Start of Block

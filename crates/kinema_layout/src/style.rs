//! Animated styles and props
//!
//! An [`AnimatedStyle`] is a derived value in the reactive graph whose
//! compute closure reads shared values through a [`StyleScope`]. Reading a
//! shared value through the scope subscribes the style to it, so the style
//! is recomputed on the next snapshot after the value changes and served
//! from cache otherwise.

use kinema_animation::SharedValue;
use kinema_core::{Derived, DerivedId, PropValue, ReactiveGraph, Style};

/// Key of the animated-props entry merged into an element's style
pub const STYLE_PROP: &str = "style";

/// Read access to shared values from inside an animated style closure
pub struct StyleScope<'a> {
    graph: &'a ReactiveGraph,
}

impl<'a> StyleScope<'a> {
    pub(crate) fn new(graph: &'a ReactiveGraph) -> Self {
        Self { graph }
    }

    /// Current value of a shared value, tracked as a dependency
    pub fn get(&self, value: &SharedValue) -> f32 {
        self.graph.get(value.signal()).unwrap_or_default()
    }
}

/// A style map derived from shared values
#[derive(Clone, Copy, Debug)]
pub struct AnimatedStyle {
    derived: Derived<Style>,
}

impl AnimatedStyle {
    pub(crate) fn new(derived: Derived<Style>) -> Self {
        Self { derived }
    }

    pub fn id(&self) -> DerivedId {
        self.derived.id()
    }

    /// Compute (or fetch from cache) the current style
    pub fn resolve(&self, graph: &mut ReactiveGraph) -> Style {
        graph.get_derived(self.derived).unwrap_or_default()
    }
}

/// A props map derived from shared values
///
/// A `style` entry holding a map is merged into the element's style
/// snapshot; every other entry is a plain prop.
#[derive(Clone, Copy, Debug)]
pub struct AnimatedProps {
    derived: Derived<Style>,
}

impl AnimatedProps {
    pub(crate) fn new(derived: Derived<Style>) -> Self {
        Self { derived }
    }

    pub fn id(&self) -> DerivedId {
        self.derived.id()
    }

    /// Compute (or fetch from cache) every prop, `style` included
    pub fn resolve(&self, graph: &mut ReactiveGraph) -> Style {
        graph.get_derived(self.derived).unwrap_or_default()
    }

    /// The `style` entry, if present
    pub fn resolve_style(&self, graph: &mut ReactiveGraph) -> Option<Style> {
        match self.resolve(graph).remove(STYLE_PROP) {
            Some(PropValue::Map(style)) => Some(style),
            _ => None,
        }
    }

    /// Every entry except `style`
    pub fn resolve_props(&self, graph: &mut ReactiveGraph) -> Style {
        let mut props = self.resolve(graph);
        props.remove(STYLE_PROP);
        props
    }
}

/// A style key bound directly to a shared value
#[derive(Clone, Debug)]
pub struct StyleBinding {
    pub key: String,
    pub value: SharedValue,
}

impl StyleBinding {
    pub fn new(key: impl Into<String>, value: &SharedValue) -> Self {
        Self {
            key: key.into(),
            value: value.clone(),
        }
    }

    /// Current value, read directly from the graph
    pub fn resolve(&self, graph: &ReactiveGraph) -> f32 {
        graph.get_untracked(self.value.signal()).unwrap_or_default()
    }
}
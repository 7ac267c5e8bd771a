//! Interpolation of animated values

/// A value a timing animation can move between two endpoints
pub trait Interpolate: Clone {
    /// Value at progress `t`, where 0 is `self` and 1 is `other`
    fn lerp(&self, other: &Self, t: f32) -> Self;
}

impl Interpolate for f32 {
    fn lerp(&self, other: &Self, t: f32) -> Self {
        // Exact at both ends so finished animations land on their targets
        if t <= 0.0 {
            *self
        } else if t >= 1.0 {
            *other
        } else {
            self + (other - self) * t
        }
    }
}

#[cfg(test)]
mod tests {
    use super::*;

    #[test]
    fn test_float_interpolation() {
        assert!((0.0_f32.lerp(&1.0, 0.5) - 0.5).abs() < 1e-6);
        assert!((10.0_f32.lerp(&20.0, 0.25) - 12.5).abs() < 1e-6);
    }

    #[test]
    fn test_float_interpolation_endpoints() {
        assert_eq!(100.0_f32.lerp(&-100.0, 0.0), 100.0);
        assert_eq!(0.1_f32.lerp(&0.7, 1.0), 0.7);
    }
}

End of Block

Set down the lines of the records exactly, from the first one through the line containing "compute closure reads", and add nothing else.

filename crates/kinema_layout/src/style.rs
//! Animated styles and props
//!
//! An [`AnimatedStyle`] is a derived value in the reactive graph whose
//! compute closure reads shared values through a [`StyleScope`]. Reading a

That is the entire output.